• Provided records:

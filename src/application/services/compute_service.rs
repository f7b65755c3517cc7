/// Compute Service - Concurrent Search Orchestration
///
/// This service sits between the network front ends and the search engine. Every
/// request passes through the same pipeline regardless of which front end
/// received it.
///
/// ## Pipeline
/// 1. **Validate**: malformed queries are rejected before any CPU is spent
/// 2. **Cache**: identical validated requests are answered from a bounded cache
/// 3. **Admit**: wait for one of `workers` compute permits
/// 4. **Compute**: run the search on a blocking thread (`spawn_blocking`)
/// 5. **Bound**: the whole wait + compute is limited by `compute_timeout`
///
/// ## Concurrency
/// - Searches run in parallel, at most `workers` at a time (default: CPU count)
/// - The search engine is shared read-only across workers
/// - The cache is the only mutable shared state; its lock is held for a single
///   lookup or insert, never across a computation
///
/// ## Timeouts
/// When the timeout fires the caller gets `ServiceError::Timeout` immediately and
/// the search's cancellation flag is raised. The blocking thread keeps its
/// compute permit until the engine actually returns, so abandoned searches still
/// count against CPU capacity.

use crate::application::use_cases::TopMovesUseCase;
use crate::domain::search::{Cancellation, MoveSearch, SearchError, SearchRequest};
use crate::domain::validation::{QueryValidator, ValidationError};
use crate::shared::collections::BoundedCache;
use crate::shared::metrics::METRICS;
use crate::shared::protocol::{ErrorCode, TopMovesQuery, TopMovesResponse};
use parking_lot::Mutex;
use std::sync::Arc;
use std::time::{Duration, Instant};
use tokio::sync::Semaphore;
use tracing::{debug, warn};

/// Compute service configuration
#[derive(Debug, Clone)]
pub struct ComputeConfig {
    /// Maximum number of searches running at once
    pub workers: usize,

    /// Upper bound on waiting for a worker plus running the search
    pub compute_timeout: Duration,

    /// Result cache entries (0 disables the cache)
    pub cache_capacity: usize,
}

impl Default for ComputeConfig {
    fn default() -> Self {
        Self {
            workers: num_cpus::get(),
            compute_timeout: Duration::from_secs(10),
            cache_capacity: 1024,
        }
    }
}

/// Errors surfaced to the front ends
#[derive(Debug, thiserror::Error)]
pub enum ServiceError {
    #[error("{0}")]
    Invalid(#[from] ValidationError),

    #[error("{0}")]
    Search(#[from] SearchError),

    #[error("computation exceeded {}ms", .0.as_millis())]
    Timeout(Duration),

    #[error("computation panicked")]
    Panicked,

    #[error("compute workers are shut down")]
    WorkersClosed,
}

impl ServiceError {
    /// Wire error code; validation failures are protocol errors, everything
    /// else is a computation error
    pub fn code(&self) -> ErrorCode {
        match self {
            ServiceError::Invalid(_) => ErrorCode::InvalidRequest,
            ServiceError::Search(SearchError::Cancelled) | ServiceError::Timeout(_) => {
                ErrorCode::ComputeTimeout
            }
            ServiceError::Search(SearchError::Internal(_))
            | ServiceError::Panicked
            | ServiceError::WorkersClosed => ErrorCode::ComputeFailed,
        }
    }
}

/// Compute Service
///
/// # Type Parameters
/// * `S` - Search implementation (must implement `MoveSearch`)
pub struct ComputeService<S: MoveSearch> {
    use_case: Arc<TopMovesUseCase<S>>,
    validator: QueryValidator,
    workers: Arc<Semaphore>,
    worker_count: usize,
    compute_timeout: Duration,
    cache: Option<Mutex<BoundedCache<SearchRequest, TopMovesResponse>>>,
}

impl<S: MoveSearch> ComputeService<S> {
    /// Creates a new compute service
    ///
    /// # Arguments
    /// * `engine` - The search implementation
    /// * `validator` - Query validation rules
    /// * `config` - Worker count, timeout and cache size
    pub fn new(engine: S, validator: QueryValidator, config: ComputeConfig) -> Self {
        let worker_count = config.workers.max(1);
        let cache = (config.cache_capacity > 0)
            .then(|| Mutex::new(BoundedCache::with_capacity(config.cache_capacity)));

        Self {
            use_case: Arc::new(TopMovesUseCase::new(engine)),
            validator,
            workers: Arc::new(Semaphore::new(worker_count)),
            worker_count,
            compute_timeout: config.compute_timeout,
            cache,
        }
    }

    pub fn worker_count(&self) -> usize {
        self.worker_count
    }

    pub fn compute_timeout(&self) -> Duration {
        self.compute_timeout
    }

    /// Workers not currently running a search
    pub fn idle_workers(&self) -> usize {
        self.workers.available_permits()
    }

    /// Validates `query`, then answers it from the cache or a fresh search
    pub async fn top_moves(&self, query: &TopMovesQuery) -> Result<TopMovesResponse, ServiceError> {
        let request = self.validator.validate(query)?;

        if let Some(hit) = self.cache_get(&request) {
            return Ok(hit);
        }

        let response = self.compute(request.clone()).await?;
        self.cache_put(request, response.clone());
        Ok(response)
    }

    async fn compute(&self, request: SearchRequest) -> Result<TopMovesResponse, ServiceError> {
        let cancel = Cancellation::new();
        let started = Instant::now();

        let work = {
            let workers = Arc::clone(&self.workers);
            let use_case = Arc::clone(&self.use_case);
            let cancel = cancel.clone();
            async move {
                let permit = workers
                    .acquire_owned()
                    .await
                    .map_err(|_| ServiceError::WorkersClosed)?;

                let handle = tokio::task::spawn_blocking(move || {
                    let _permit = permit;
                    let _in_flight = InFlight::enter();
                    use_case.execute(&request, &cancel)
                });

                match handle.await {
                    Ok(result) => result.map_err(ServiceError::from),
                    Err(e) if e.is_panic() => Err(ServiceError::Panicked),
                    Err(_) => Err(ServiceError::WorkersClosed),
                }
            }
        };

        let result = match tokio::time::timeout(self.compute_timeout, work).await {
            Ok(result) => result,
            Err(_) => {
                cancel.cancel();
                Err(ServiceError::Timeout(self.compute_timeout))
            }
        };

        let elapsed = started.elapsed();
        let outcome = match &result {
            Ok(_) => "ok",
            Err(e) => e.code().as_str(),
        };
        METRICS
            .compute_duration
            .with_label_values(&[outcome])
            .observe(elapsed.as_secs_f64());

        match &result {
            Ok(_) => debug!(elapsed_ms = elapsed.as_millis() as u64, "计算完成"),
            Err(e) => warn!(elapsed_ms = elapsed.as_millis() as u64, error = %e, "计算失败"),
        }
        result
    }

    fn cache_get(&self, request: &SearchRequest) -> Option<TopMovesResponse> {
        let cache = self.cache.as_ref()?;
        let hit = cache.lock().get(request);
        let label = if hit.is_some() { "hit" } else { "miss" };
        METRICS.cache_lookups.with_label_values(&[label]).inc();
        hit
    }

    fn cache_put(&self, request: SearchRequest, response: TopMovesResponse) {
        if let Some(cache) = &self.cache {
            cache.lock().insert(request, response);
        }
    }
}

/// 正在执行的计算数 guard，panic 时也会递减
struct InFlight;

impl InFlight {
    fn enter() -> Self {
        METRICS.computations_in_flight.with_label_values(&["hybrid"]).inc();
        InFlight
    }
}

impl Drop for InFlight {
    fn drop(&mut self) {
        METRICS.computations_in_flight.with_label_values(&["hybrid"]).dec();
    }
}
//! HTTP 兼容网关与可观测性端点

pub mod gateway;
pub mod health;

pub use gateway::{router, GatewayState, HttpGateway};
pub use health::{HealthChecker, HealthDetails, HealthResponse, HealthStatus};
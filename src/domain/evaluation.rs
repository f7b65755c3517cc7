/// Static board evaluation
///
/// A linear surface heuristic tuned for right-well stacking: holes, bumpiness and
/// height are penalised, an open well in the rightmost column is rewarded, and
/// line clears are scored separately so tetrises beat burns.

use super::board::{Board, BOARD_WIDTH};

const WELL_COLUMN: usize = BOARD_WIDTH as usize - 1;

/// Heuristic weights
#[derive(Debug, Clone, PartialEq)]
pub struct EvalWeights {
    pub hole: f64,
    pub bumpiness: f64,
    pub average_height: f64,
    /// Column height above which the stack is considered dangerous
    pub danger_height: u8,
    pub danger: f64,
    pub well_depth: f64,
    pub tetris: f64,
    pub burn_per_line: f64,
    /// Value of a position where the next piece cannot be placed
    pub topout: f64,
}

impl Default for EvalWeights {
    fn default() -> Self {
        Self {
            hole: -10.0,
            bumpiness: -1.0,
            average_height: -0.5,
            danger_height: 10,
            danger: -1.5,
            well_depth: 2.0,
            tetris: 30.0,
            burn_per_line: -6.0,
            topout: -200.0,
        }
    }
}

#[derive(Debug, Clone, Default)]
pub struct Evaluator {
    weights: EvalWeights,
}

impl Evaluator {
    pub fn new(weights: EvalWeights) -> Self {
        Self { weights }
    }

    pub fn weights(&self) -> &EvalWeights {
        &self.weights
    }

    /// Scores the resting surface of `board`; higher is better
    pub fn evaluate(&self, board: &Board) -> f64 {
        let w = &self.weights;
        let heights = board.column_heights();

        let mut bumpiness = 0u32;
        for pair in heights[..WELL_COLUMN].windows(2) {
            bumpiness += pair[0].abs_diff(pair[1]) as u32;
        }
        let stack_edge = heights[WELL_COLUMN - 1];
        let well = heights[WELL_COLUMN];
        if well > stack_edge {
            bumpiness += (well - stack_edge) as u32;
        }
        let well_depth = stack_edge.saturating_sub(well).min(4);

        let total: u32 = heights.iter().map(|h| *h as u32).sum();
        let average = total as f64 / heights.len() as f64;
        let max = heights.iter().copied().max().unwrap_or(0);
        let excess = max.saturating_sub(w.danger_height) as f64;

        w.hole * board.hole_count() as f64
            + w.bumpiness * bumpiness as f64
            + w.average_height * average
            + w.danger * excess * excess
            + w.well_depth * well_depth as f64
    }

    /// Score contribution of clearing `lines` rows with one piece
    pub fn line_clear_reward(&self, lines: u32) -> f64 {
        match lines {
            0 => 0.0,
            4 => self.weights.tetris,
            n => self.weights.burn_per_line * n as f64,
        }
    }

    pub fn topout(&self) -> f64 {
        self.weights.topout
    }
}
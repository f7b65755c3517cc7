/// Application Services
///
/// Services coordinate use cases with runtime resources (worker threads,
/// timeouts, caches). Front ends hold a shared `Arc<ComputeService<_>>`.

pub mod compute_service;

pub use compute_service::{ComputeConfig, ComputeService, ServiceError};
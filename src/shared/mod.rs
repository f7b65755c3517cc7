/// Shared utilities and types used across all layers
///
/// This module contains:
/// - Protocol definitions (request/response frames, error codes)
/// - Common data structures (bounded cache)
/// - Prometheus metrics

pub mod collections;
pub mod metrics;
pub mod protocol;

// Re-export commonly used types
pub use protocol::{
    ErrorBody, ErrorCategory, ErrorCode, Operation, PieceToken, RequestFrame, ResponseFrame,
    Status, TopMovesQuery, TopMovesResponse, PROTOCOL_VERSION,
};

pub use collections::BoundedCache;
pub use metrics::METRICS;
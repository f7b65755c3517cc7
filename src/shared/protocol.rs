use serde::{Deserialize, Serialize};

/// 当前线协议版本
pub const PROTOCOL_VERSION: u16 = 1;

/// 方块标识：字母 (`"T"`)、数字字符串 (`"4"`) 或整数 (`4`)
///
/// HTTP 查询参数只有字符串，JSON 客户端常用整数，两种都接受
#[derive(Debug, Clone, PartialEq, Eq, Serialize, Deserialize)]
#[serde(untagged)]
pub enum PieceToken {
    Index(u32),
    Name(String),
}

impl Default for PieceToken {
    fn default() -> Self {
        PieceToken::Name(String::new())
    }
}

/// top-moves-hybrid 查询参数，字段名与游戏服务器使用的 HTTP 参数一致
#[derive(Debug, Clone, Default, PartialEq, Serialize, Deserialize)]
#[serde(rename_all = "camelCase")]
pub struct TopMovesQuery {
    /// 200 个字符的棋盘，自上而下逐行
    pub board: String,
    pub current_piece: PieceToken,
    #[serde(default, skip_serializing_if = "Option::is_none")]
    pub next_piece: Option<PieceToken>,
    #[serde(default, skip_serializing_if = "Option::is_none")]
    pub level: Option<u32>,
    #[serde(default, skip_serializing_if = "Option::is_none")]
    pub lines: Option<u32>,
    #[serde(default, skip_serializing_if = "Option::is_none")]
    pub input_frame_timeline: Option<String>,
    #[serde(default, skip_serializing_if = "Option::is_none")]
    pub depth: Option<u32>,
    #[serde(default, skip_serializing_if = "Option::is_none")]
    pub playout_count: Option<u32>,
}

/// 请求操作类型
#[derive(Debug, Clone, Copy, PartialEq, Eq, Serialize, Deserialize)]
#[serde(rename_all = "snake_case")]
pub enum Operation {
    TopMovesHybrid,
    Ping,
}

impl Operation {
    pub fn as_str(self) -> &'static str {
        match self {
            Operation::TopMovesHybrid => "top_moves_hybrid",
            Operation::Ping => "ping",
        }
    }
}

/// 客户端请求帧
#[derive(Debug, Clone, PartialEq, Serialize, Deserialize)]
pub struct RequestFrame {
    pub version: u16,
    /// 客户端分配的请求ID，原样返回
    pub id: u64,
    pub op: Operation,
    #[serde(default, skip_serializing_if = "Option::is_none")]
    pub params: Option<TopMovesQuery>,
}

impl RequestFrame {
    pub fn top_moves(id: u64, query: TopMovesQuery) -> Self {
        Self {
            version: PROTOCOL_VERSION,
            id,
            op: Operation::TopMovesHybrid,
            params: Some(query),
        }
    }

    pub fn ping(id: u64) -> Self {
        Self {
            version: PROTOCOL_VERSION,
            id,
            op: Operation::Ping,
            params: None,
        }
    }
}

/// 已知下一块时的最佳组合
#[derive(Debug, Clone, PartialEq, Serialize, Deserialize)]
#[serde(rename_all = "camelCase")]
pub struct NextBoxMove {
    /// `[rotation, x, y]`
    pub first_placement: [i32; 3],
    pub second_placement: [i32; 3],
    pub playout_score: f64,
}

/// 只考虑当前块时的最佳落点
#[derive(Debug, Clone, PartialEq, Serialize, Deserialize)]
#[serde(rename_all = "camelCase")]
pub struct NoNextBoxMove {
    pub first_placement: [i32; 3],
    pub playout_score: f64,
}

/// 计算结果
#[derive(Debug, Clone, Default, PartialEq, Serialize, Deserialize)]
#[serde(rename_all = "camelCase")]
pub struct TopMovesResponse {
    pub next_box: Vec<NextBoxMove>,
    pub no_next_box: Vec<NoNextBoxMove>,
}

/// 错误大类，决定日志级别和指标标签
#[derive(Debug, Clone, Copy, PartialEq, Eq)]
pub enum ErrorCategory {
    /// 请求格式或参数错误
    Protocol,
    /// 计算失败或超时
    Computation,
    /// 资源不足或服务关闭中
    Resource,
}

impl ErrorCategory {
    pub fn as_str(self) -> &'static str {
        match self {
            ErrorCategory::Protocol => "protocol",
            ErrorCategory::Computation => "computation",
            ErrorCategory::Resource => "resource",
        }
    }
}

/// 客户端可见的错误码
#[derive(Debug, Clone, Copy, PartialEq, Eq, Hash, Serialize, Deserialize)]
#[serde(rename_all = "snake_case")]
pub enum ErrorCode {
    MalformedRequest,
    UnsupportedVersion,
    InvalidRequest,
    FrameTooLarge,
    ReadTimeout,
    ComputeFailed,
    ComputeTimeout,
    Overloaded,
    ShuttingDown,
}

impl ErrorCode {
    pub fn as_str(self) -> &'static str {
        match self {
            ErrorCode::MalformedRequest => "malformed_request",
            ErrorCode::UnsupportedVersion => "unsupported_version",
            ErrorCode::InvalidRequest => "invalid_request",
            ErrorCode::FrameTooLarge => "frame_too_large",
            ErrorCode::ReadTimeout => "read_timeout",
            ErrorCode::ComputeFailed => "compute_failed",
            ErrorCode::ComputeTimeout => "compute_timeout",
            ErrorCode::Overloaded => "overloaded",
            ErrorCode::ShuttingDown => "shutting_down",
        }
    }

    pub fn category(self) -> ErrorCategory {
        match self {
            ErrorCode::MalformedRequest
            | ErrorCode::UnsupportedVersion
            | ErrorCode::InvalidRequest
            | ErrorCode::FrameTooLarge
            | ErrorCode::ReadTimeout => ErrorCategory::Protocol,
            ErrorCode::ComputeFailed | ErrorCode::ComputeTimeout => ErrorCategory::Computation,
            ErrorCode::Overloaded | ErrorCode::ShuttingDown => ErrorCategory::Resource,
        }
    }

    /// HTTP网关使用的状态码
    pub fn http_status(self) -> u16 {
        match self {
            ErrorCode::MalformedRequest | ErrorCode::UnsupportedVersion => 400,
            ErrorCode::FrameTooLarge => 413,
            ErrorCode::InvalidRequest => 422,
            ErrorCode::ReadTimeout => 408,
            ErrorCode::ComputeFailed => 500,
            ErrorCode::Overloaded | ErrorCode::ShuttingDown => 503,
            ErrorCode::ComputeTimeout => 504,
        }
    }

    /// 帧边界已丢失或服务不再接受请求时，发送错误后关闭连接
    pub fn closes_connection(self) -> bool {
        matches!(
            self,
            ErrorCode::FrameTooLarge
                | ErrorCode::ReadTimeout
                | ErrorCode::Overloaded
                | ErrorCode::ShuttingDown
        )
    }
}

/// 错误响应体
#[derive(Debug, Clone, PartialEq, Eq, Serialize, Deserialize)]
pub struct ErrorBody {
    pub code: ErrorCode,
    pub message: String,
}

impl ErrorBody {
    pub fn new(code: ErrorCode, message: impl Into<String>) -> Self {
        Self {
            code,
            message: message.into(),
        }
    }
}

/// 响应状态
#[derive(Debug, Clone, Copy, PartialEq, Eq, Serialize, Deserialize)]
#[serde(rename_all = "snake_case")]
pub enum Status {
    Ok,
    Pong,
    Error,
}

/// 服务器响应帧
#[derive(Debug, Clone, PartialEq, Serialize, Deserialize)]
pub struct ResponseFrame {
    pub version: u16,
    /// 无法解析请求时为 null
    pub id: Option<u64>,
    pub status: Status,
    #[serde(default, skip_serializing_if = "Option::is_none")]
    pub result: Option<TopMovesResponse>,
    #[serde(default, skip_serializing_if = "Option::is_none")]
    pub error: Option<ErrorBody>,
}

impl ResponseFrame {
    pub fn ok(id: u64, result: TopMovesResponse) -> Self {
        Self {
            version: PROTOCOL_VERSION,
            id: Some(id),
            status: Status::Ok,
            result: Some(result),
            error: None,
        }
    }

    pub fn pong(id: u64) -> Self {
        Self {
            version: PROTOCOL_VERSION,
            id: Some(id),
            status: Status::Pong,
            result: None,
            error: None,
        }
    }

    pub fn error(id: Option<u64>, code: ErrorCode, message: impl Into<String>) -> Self {
        Self {
            version: PROTOCOL_VERSION,
            id,
            status: Status::Error,
            result: None,
            error: Some(ErrorBody::new(code, message)),
        }
    }

    pub fn error_code(&self) -> Option<ErrorCode> {
        self.error.as_ref().map(|e| e.code)
    }
}

#[cfg(test)]
mod tests {
    use super::*;

    #[test]
    fn test_query_accepts_game_server_field_names() {
        let json = r#"{
            "board": "0000",
            "currentPiece": "T",
            "nextPiece": 0,
            "level": 19,
            "inputFrameTimeline": "X..",
            "playoutCount": 49
        }"#;
        let query: TopMovesQuery = serde_json::from_str(json).unwrap();
        assert_eq!(query.current_piece, PieceToken::Name("T".to_string()));
        assert_eq!(query.next_piece, Some(PieceToken::Index(0)));
        assert_eq!(query.level, Some(19));
        assert_eq!(query.input_frame_timeline.as_deref(), Some("X.."));
        assert_eq!(query.playout_count, Some(49));
        assert_eq!(query.depth, None);
    }

    #[test]
    fn test_response_shape_matches_decoder() {
        let response = TopMovesResponse {
            next_box: vec![NextBoxMove {
                first_placement: [1, 4, 18],
                second_placement: [0, -3, 17],
                playout_score: 12.5,
            }],
            no_next_box: vec![],
        };
        let json = serde_json::to_value(&response).unwrap();
        assert_eq!(json["nextBox"][0]["firstPlacement"][1], 4);
        assert_eq!(json["nextBox"][0]["secondPlacement"][1], -3);
        assert_eq!(json["nextBox"][0]["playoutScore"], 12.5);
        assert!(json["noNextBox"].as_array().unwrap().is_empty());
    }

    #[test]
    fn test_error_frame_serialization() {
        let frame = ResponseFrame::error(None, ErrorCode::MalformedRequest, "bad json");
        let json = serde_json::to_string(&frame).unwrap();
        assert!(json.contains("\"status\":\"error\""));
        assert!(json.contains("\"code\":\"malformed_request\""));
        assert!(json.contains("\"id\":null"));
        assert!(!json.contains("result"));
    }

    #[test]
    fn test_error_code_classes() {
        assert_eq!(ErrorCode::InvalidRequest.category(), ErrorCategory::Protocol);
        assert_eq!(ErrorCode::ComputeTimeout.category(), ErrorCategory::Computation);
        assert_eq!(ErrorCode::Overloaded.http_status(), 503);
        assert!(ErrorCode::ReadTimeout.closes_connection());
        assert!(!ErrorCode::MalformedRequest.closes_connection());
    }
}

• Your task: Your answer should be a single number: the count of lines in the data that include the word "ComputeTimeout".

• Written reply: 6